Recorded data
━━━━━━━━━━━━━━━━━━━━

//! One handler per route.

use std::sync::Arc;

use axum::extract::{Path, Query, State};
use axum::http::StatusCode;
use axum::response::{IntoResponse, Response};
use axum::Json;
use seedkeeper_rules::preview_rule;
use seedkeeper_scheduler::build_preview_context;
use serde_json::json;

use crate::dto::{ActivityRunPageDto, ActivityRunQuery, ApplyNowResponse, PreviewRequest, PreviewResponse};
use crate::error::ApiError;
use crate::state::ApiState;

/// Liveness probe. Never depends on any collaborator being reachable.
pub(crate) async fn health() -> Json<serde_json::Value> {
    Json(json!({ "status": "ok" }))
}

/// Prometheus text exposition of the process's metrics.
pub(crate) async fn metrics(State(state): State<Arc<ApiState>>) -> Result<String, ApiError> {
    state.metrics.gather().map_err(|err| ApiError::internal(err.to_string()))
}

/// Trigger an immediate, out-of-schedule cycle for `instance`.
pub(crate) async fn apply_now(
    State(state): State<Arc<ApiState>>,
    Path(instance): Path<String>,
) -> Result<Json<ApplyNowResponse>, ApiError> {
    let report = state.scheduler.apply_now(&instance).await?;
    Ok(Json(report.into()))
}

/// Preview one rule's delete condition against `instance`'s current
/// torrent snapshot without applying it.
pub(crate) async fn preview_rule_route(
    State(state): State<Arc<ApiState>>,
    Path(instance): Path<String>,
    Json(request): Json<PreviewRequest>,
) -> Result<Json<PreviewResponse>, ApiError> {
    let deps = state
        .scheduler
        .deps(&instance)
        .await
        .ok_or_else(|| ApiError::not_found(format!("no worker running for instance '{instance}'")))?;
    let snapshot = build_preview_context(&deps, &instance, &request.rule).await?;
    let mut ctx = snapshot.context();
    let result = preview_rule(&request.rule, &snapshot.torrents, &mut ctx, request.mode.into(), request.example_limit);
    Ok(Json(result.into()))
}

/// Page back through a past cycle's activity items.
pub(crate) async fn get_activity_run(
    State(state): State<Arc<ApiState>>,
    Path((instance, activity_id)): Path<(String, uuid::Uuid)>,
    Query(query): Query<ActivityRunQuery>,
) -> Result<Json<ActivityRunPageDto>, ApiError> {
    state
        .activity_store
        .get(&instance, activity_id, query.offset, query.limit)
        .map(|page| Json(page.into()))
        .ok_or_else(|| ApiError::not_found(format!("no activity run '{activity_id}' for instance '{instance}'")))
}

/// Drop `instance`'s cached hardlink index, forcing a rebuild on the next cycle.
pub(crate) async fn invalidate_hardlink_index(
    State(state): State<Arc<ApiState>>,
    Path(instance): Path<String>,
) -> Result<Response, ApiError> {
    let deps = state
        .scheduler
        .deps(&instance)
        .await
        .ok_or_else(|| ApiError::not_found(format!("no worker running for instance '{instance}'")))?;
    deps.hardlink_cache.invalidate(&instance).await;
    Ok(StatusCode::NO_CONTENT.into_response())
}

#[cfg(test)]
mod tests {
    use std::collections::HashMap;
    use std::time::Duration;

    use seedkeeper_client::{ClientError, TorrentClient, TorrentFile};
    use seedkeeper_core::rule::{ActionConditions, Rule};
    use seedkeeper_indices::HardlinkIndexCache;
    use seedkeeper_scheduler::{CycleDeps, SchedulerRegistry};
    use seedkeeper_store::ActivityRunStore;

    use async_trait::async_trait;

    use super::*;

    struct EmptyClient;

    #[async_trait]
    impl TorrentClient for EmptyClient {
        async fn list_torrents(&self, _instance: &str) -> Result<Vec<seedkeeper_core::model::Torrent>, ClientError> {
            Ok(Vec::new())
        }

        async fn get_files(
            &self,
            _instance: &str,
            _hashes: &[String],
        ) -> Result<HashMap<String, Vec<TorrentFile>>, ClientError> {
            Ok(HashMap::new())
        }

        async fn get_free_space(&self, _instance: &str) -> Result<i64, ClientError> {
            Ok(0)
        }
    }

    struct EmptyRuleStore;

    #[async_trait]
    impl seedkeeper_store::RuleStore for EmptyRuleStore {
        async fn list_rules(&self, _instance: &str) -> Result<Vec<Rule>, seedkeeper_store::RuleStoreError> {
            Ok(Vec::new())
        }
    }

    fn deps() -> CycleDeps {
        CycleDeps {
            client: Arc::new(EmptyClient),
            rule_store: Arc::new(EmptyRuleStore),
            quality_store: None,
            activity_store: Arc::new(ActivityRunStore::default()),
            hardlink_cache: Arc::new(HardlinkIndexCache::new(Duration::from_secs(300))),
            release_parser: None,
            program_runner: None,
            unregistered: None,
            tracker_display_names: Arc::new(std::collections::HashMap::new()),
            metrics: None,
            events: None,
            batch_size: 10,
            debounce_window: Duration::from_secs(0),
            dry_run: true,
        }
    }

    fn state() -> Arc<ApiState> {
        Arc::new(ApiState::new(
            Arc::new(SchedulerRegistry::new()),
            Arc::new(ActivityRunStore::default()),
            seedkeeper_telemetry::Metrics::new().expect("metrics"),
        ))
    }

    #[tokio::test]
    async fn health_reports_ok() {
        let body = health().await;
        assert_eq!(body.0["status"], "ok");
    }

    #[tokio::test]
    async fn apply_now_against_unknown_instance_is_not_found() {
        let state = state();
        let err = state.scheduler.apply_now("missing").await;
        assert!(err.is_err());
    }

    #[tokio::test]
    async fn preview_against_unregistered_instance_is_not_found() {
        let state = state();
        let request = PreviewRequest {
            rule: Rule {
                id: "r1".into(),
                name: "demo".into(),
                instance_id: "inst".into(),
                enabled: true,
                sort_order: 0,
                tracker_pattern: "*".into(),
                actions: ActionConditions::default(),
                free_space_source: None,
            },
            mode: crate::dto::PreviewModeDto::Eligible,
            example_limit: 10,
        };
        let result = preview_rule_route(State(state), Path("inst".into()), Json(request)).await;
        assert!(result.is_err());
    }

    #[tokio::test]
    async fn invalidate_against_running_instance_succeeds() {
        let state = state();
        state.scheduler.start("inst".into(), deps(), seedkeeper_config::CoreConfig::default()).await;

        let response = invalidate_hardlink_index(State(Arc::clone(&state)), Path("inst".into())).await;
        assert!(response.is_ok());

        state.scheduler.stop("inst").await;
    }
}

━━━━━━━━━━━━━━━━━━━━

# TASK DIRECTIONS:
Every line of the records above needs to be given again exactly.

# RESULT OF THE EXERCISE:
//! One handler per route.

use std::sync::Arc;

use axum::extract::{Path, Query, State};
use axum::http::StatusCode;
use axum::response::{IntoResponse, Response};
use axum::Json;
use seedkeeper_rules::preview_rule;
use seedkeeper_scheduler::build_preview_context;
use serde_json::json;

use crate::dto::{ActivityRunPageDto, ActivityRunQuery, ApplyNowResponse, PreviewRequest, PreviewResponse};
use crate::error::ApiError;
use crate::state::ApiState;

/// Liveness probe. Never depends on any collaborator being reachable.
pub(crate) async fn health() -> Json<serde_json::Value> {
    Json(json!({ "status": "ok" }))
}

/// Prometheus text exposition of the process's metrics.
pub(crate) async fn metrics(State(state): State<Arc<ApiState>>) -> Result<String, ApiError> {
    state.metrics.gather().map_err(|err| ApiError::internal(err.to_string()))
}

/// Trigger an immediate, out-of-schedule cycle for `instance`.
pub(crate) async fn apply_now(
    State(state): State<Arc<ApiState>>,
    Path(instance): Path<String>,
) -> Result<Json<ApplyNowResponse>, ApiError> {
    let report = state.scheduler.apply_now(&instance).await?;
    Ok(Json(report.into()))
}

/// Preview one rule's delete condition against `instance`'s current
/// torrent snapshot without applying it.
pub(crate) async fn preview_rule_route(
    State(state): State<Arc<ApiState>>,
    Path(instance): Path<String>,
    Json(request): Json<PreviewRequest>,
) -> Result<Json<PreviewResponse>, ApiError> {
    let deps = state
        .scheduler
        .deps(&instance)
        .await
        .ok_or_else(|| ApiError::not_found(format!("no worker running for instance '{instance}'")))?;
    let snapshot = build_preview_context(&deps, &instance, &request.rule).await?;
    let mut ctx = snapshot.context();
    let result = preview_rule(&request.rule, &snapshot.torrents, &mut ctx, request.mode.into(), request.example_limit);
    Ok(Json(result.into()))
}

/// Page back through a past cycle's activity items.
pub(crate) async fn get_activity_run(
    State(state): State<Arc<ApiState>>,
    Path((instance, activity_id)): Path<(String, uuid::Uuid)>,
    Query(query): Query<ActivityRunQuery>,
) -> Result<Json<ActivityRunPageDto>, ApiError> {
    state
        .activity_store
        .get(&instance, activity_id, query.offset, query.limit)
        .map(|page| Json(page.into()))
        .ok_or_else(|| ApiError::not_found(format!("no activity run '{activity_id}' for instance '{instance}'")))
}

/// Drop `instance`'s cached hardlink index, forcing a rebuild on the next cycle.
pub(crate) async fn invalidate_hardlink_index(
    State(state): State<Arc<ApiState>>,
    Path(instance): Path<String>,
) -> Result<Response, ApiError> {
    let deps = state
        .scheduler
        .deps(&instance)
        .await
        .ok_or_else(|| ApiError::not_found(format!("no worker running for instance '{instance}'")))?;
    deps.hardlink_cache.invalidate(&instance).await;
    Ok(StatusCode::NO_CONTENT.into_response())
}

#[cfg(test)]
mod tests {
    use std::collections::HashMap;
    use std::time::Duration;

    use seedkeeper_client::{ClientError, TorrentClient, TorrentFile};
    use seedkeeper_core::rule::{ActionConditions, Rule};
    use seedkeeper_indices::HardlinkIndexCache;
    use seedkeeper_scheduler::{CycleDeps, SchedulerRegistry};
    use seedkeeper_store::ActivityRunStore;

    use async_trait::async_trait;

    use super::*;

    struct EmptyClient;

    #[async_trait]
    impl TorrentClient for EmptyClient {
        async fn list_torrents(&self, _instance: &str) -> Result<Vec<seedkeeper_core::model::Torrent>, ClientError> {
            Ok(Vec::new())
        }

        async fn get_files(
            &self,
            _instance: &str,
            _hashes: &[String],
        ) -> Result<HashMap<String, Vec<TorrentFile>>, ClientError> {
            Ok(HashMap::new())
        }

        async fn get_free_space(&self, _instance: &str) -> Result<i64, ClientError> {
            Ok(0)
        }
    }

    struct EmptyRuleStore;

    #[async_trait]
    impl seedkeeper_store::RuleStore for EmptyRuleStore {
        async fn list_rules(&self, _instance: &str) -> Result<Vec<Rule>, seedkeeper_store::RuleStoreError> {
            Ok(Vec::new())
        }
    }

    fn deps() -> CycleDeps {
        CycleDeps {
            client: Arc::new(EmptyClient),
            rule_store: Arc::new(EmptyRuleStore),
            quality_store: None,
            activity_store: Arc::new(ActivityRunStore::default()),
            hardlink_cache: Arc::new(HardlinkIndexCache::new(Duration::from_secs(300))),
            release_parser: None,
            program_runner: None,
            unregistered: None,
            tracker_display_names: Arc::new(std::collections::HashMap::new()),
            metrics: None,
            events: None,
            batch_size: 10,
            debounce_window: Duration::from_secs(0),
            dry_run: true,
        }
    }

    fn state() -> Arc<ApiState> {
        Arc::new(ApiState::new(
            Arc::new(SchedulerRegistry::new()),
            Arc::new(ActivityRunStore::default()),
            seedkeeper_telemetry::Metrics::new().expect("metrics"),
        ))
    }

    #[tokio::test]
    async fn health_reports_ok() {
        let body = health().await;
        assert_eq!(body.0["status"], "ok");
    }

    #[tokio::test]
    async fn apply_now_against_unknown_instance_is_not_found() {
        let state = state();
        let err = state.scheduler.apply_now("missing").await;
        assert!(err.is_err());
    }

    #[tokio::test]
    async fn preview_against_unregistered_instance_is_not_found() {
        let state = state();
        let request = PreviewRequest {
            rule: Rule {
                id: "r1".into(),
                name: "demo".into(),
                instance_id: "inst".into(),
                enabled: true,
                sort_order: 0,
                tracker_pattern: "*".into(),
                actions: ActionConditions::default(),
                free_space_source: None,
            },
            mode: crate::dto::PreviewModeDto::Eligible,
            example_limit: 10,
        };
        let result = preview_rule_route(State(state), Path("inst".into()), Json(request)).await;
        assert!(result.is_err());
    }

    #[tokio::test]
    async fn invalidate_against_running_instance_succeeds() {
        let state = state();
        state.scheduler.start("inst".into(), deps(), seedkeeper_config::CoreConfig::default()).await;

        let response = invalidate_hardlink_index(State(Arc::clone(&state)), Path("inst".into())).await;
        assert!(response.is_ok());

        state.scheduler.stop("inst").await;
    }
}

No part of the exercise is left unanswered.